During the press-con­fer­ence in Baku, Merkel called Azer­bai­jan ‘a big factor in the energy diver­si­fi­ca­tion of the EU’ and also hailed the opening of the Baku-Tbilisi-Kars railroad.

She said a ‘very frank dis­cus­sion’ between her and Aliyev had also touched on the ‘domestic situation’ in Azer­bai­jan, including human rights. The German said she had argued that ‘a strong civil society must be part of an open, secular society’ and ‘made clear’ that Germany would like to see a ‘strong civil society’ in Azer­bai­jan.

Merkel also met with civil society and oppo­si­tion figures, as well as formerly jailed inves­tiga­tive jour­nal­ist Khadija Ismay­ilo­va.

The Chancellor’s visit to Azer­bai­jan was marred by Baku’s earlier decision to deny a visa to a member of the German del­e­ga­tion, MP Albert Weiler, for violating Azer­bai­jani law in visiting Nagorno-Karabakh without Baku’s per­mis­sion. Weiler called the decision ‘unde­mo­c­ra­t­ic’, while Merkel vowed to raise the issue during the visit.
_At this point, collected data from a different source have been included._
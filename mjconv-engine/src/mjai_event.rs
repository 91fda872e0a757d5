//! Normalized MJAI event stream.
//!
//! Seats are absolute. Tiles are MJAI labels. Field order follows the
//! declaration order below, so serializing the same event always yields the
//! same bytes.

use serde::{Deserialize, Serialize};

use crate::errors::ConvResult;
use crate::tile::Pai;

#[derive(Debug, Clone, PartialEq, Eq, Serialize, Deserialize)]
#[serde(tag = "type")]
pub enum Event {
    /// `id` is the observer's absolute seat.
    #[serde(rename = "start_game")]
    StartGame { id: u8 },
    #[serde(rename = "start_kyoku")]
    StartKyoku {
        bakaze: Pai,
        kyoku: u8,
        honba: u8,
        kyotaku: u8,
        oya: u8,
        dora_marker: Pai,
        scores: Vec<i32>,
        tehais: Vec<Vec<Pai>>,
    },
    #[serde(rename = "tsumo")]
    Tsumo { actor: u8, pai: Pai },
    #[serde(rename = "dahai")]
    Dahai { actor: u8, pai: Pai, tsumogiri: bool },
    #[serde(rename = "chi")]
    Chi {
        actor: u8,
        target: u8,
        pai: Pai,
        consumed: Vec<Pai>,
    },
    #[serde(rename = "pon")]
    Pon {
        actor: u8,
        target: u8,
        pai: Pai,
        consumed: Vec<Pai>,
    },
    #[serde(rename = "daiminkan")]
    Daiminkan {
        actor: u8,
        target: u8,
        pai: Pai,
        consumed: Vec<Pai>,
    },
    #[serde(rename = "kakan")]
    Kakan {
        actor: u8,
        pai: Pai,
        consumed: Vec<Pai>,
    },
    #[serde(rename = "ankan")]
    Ankan { actor: u8, consumed: Vec<Pai> },
    /// North tile set aside (three-player).
    #[serde(rename = "nukidora")]
    Nukidora { actor: u8, pai: Pai },
    #[serde(rename = "reach")]
    Reach { actor: u8 },
    #[serde(rename = "reach_accepted")]
    ReachAccepted {
        actor: u8,
        deltas: Vec<i32>,
        scores: Vec<i32>,
    },
    #[serde(rename = "dora")]
    Dora { dora_marker: Pai },
    #[serde(rename = "end_kyoku")]
    EndKyoku,
    #[serde(rename = "ryukyoku")]
    Ryukyoku { scores: Vec<i32> },
    #[serde(rename = "end_game")]
    EndGame,
}

impl Event {
    /// The seat acting in this event, if it has one.
    pub fn actor(&self) -> Option<u8> {
        match *self {
            Event::Tsumo { actor, .. }
            | Event::Dahai { actor, .. }
            | Event::Chi { actor, .. }
            | Event::Pon { actor, .. }
            | Event::Daiminkan { actor, .. }
            | Event::Kakan { actor, .. }
            | Event::Ankan { actor, .. }
            | Event::Nukidora { actor, .. }
            | Event::Reach { actor }
            | Event::ReachAccepted { actor, .. } => Some(actor),
            _ => None,
        }
    }

    /// The MJAI `type` string.
    pub fn type_name(&self) -> &'static str {
        match self {
            Event::StartGame { .. } => "start_game",
            Event::StartKyoku { .. } => "start_kyoku",
            Event::Tsumo { .. } => "tsumo",
            Event::Dahai { .. } => "dahai",
            Event::Chi { .. } => "chi",
            Event::Pon { .. } => "pon",
            Event::Daiminkan { .. } => "daiminkan",
            Event::Kakan { .. } => "kakan",
            Event::Ankan { .. } => "ankan",
            Event::Nukidora { .. } => "nukidora",
            Event::Reach { .. } => "reach",
            Event::ReachAccepted { .. } => "reach_accepted",
            Event::Dora { .. } => "dora",
            Event::EndKyoku => "end_kyoku",
            Event::Ryukyoku { .. } => "ryukyoku",
            Event::EndGame => "end_game",
        }
    }

    /// One JSON object, no trailing newline.
    pub fn to_json_line(&self) -> ConvResult<String> {
        Ok(serde_json::to_string(self)?)
    }
}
On 23 August, Nagorno-Karabakh’s Foreign Ministry slammed the decision, calling on the inter­na­tion­al community to condemn the practice of black­list­ing those who visit Nagorno-Karabakh, describ­ing it as a ‘gross violation of the rights to free movement’. Azer­bai­jani Foreign Ministry spokesper­son Hikmet Hajiyev stated that being a member of the German par­lia­ment was  ‘no ground to violate another country’s laws’.

While local press critical of the gov­ern­ment were report­ed­ly not allowed at the joint press-con­fer­ence, Aliyev was asked by Deutsche Welle to address the human rights situation in Azer­bai­jan. Aliyev claimed the country was ‘committed to demo­c­ra­t­ic values’ and ‘all freedoms, including freedom of speech and press’ were provided.

‘There are hundreds of press outlets func­tion­ing in Azer­bai­jan, among them are quite a few oppo­si­tion­al ones. That is, no one is per­se­cut­ed, no one is punished for criticism and different point of view in Azer­bai­jan’, stated Aliyev.

In her reply to a similar question, the German Chan­cel­lor noted that dis­cus­sions around demo­c­ra­t­ic standards in Azer­bai­jan were taking place both ‘on a bilateral level and also within the framework of Council of Europe’. ‘We discussed these issues in details’, said Merkel.

Two days prior to Merkel’s visit, Azer­bai­jani political dis­si­dents in Germany held a gathering in front of Merkel’s Berlin residence urging the Chan­cel­lor to raise issues of media and political freedoms, including political prisoners, during her meeting with the Azer­bai­jani leader.  

Merkel’s South Caucasus tour included several gaffes, with a jour­nal­ist from Deutsche Welle acci­den­tal­ly referring to Azer­bai­jan as ‘Afghanistan’ in her question to President Aliyev, the German gov­ern­ment website and official social media channels showing a road with Armenian state flags as footage of Merkel’s trip to Azer­bai­jan, and according to Sputnik Deutsch­land, her official Instagram story showing scenery in Yerevan with the text ‘Guten Morgen aus Aser­baid­schan’, which was report­ed­ly taken down later.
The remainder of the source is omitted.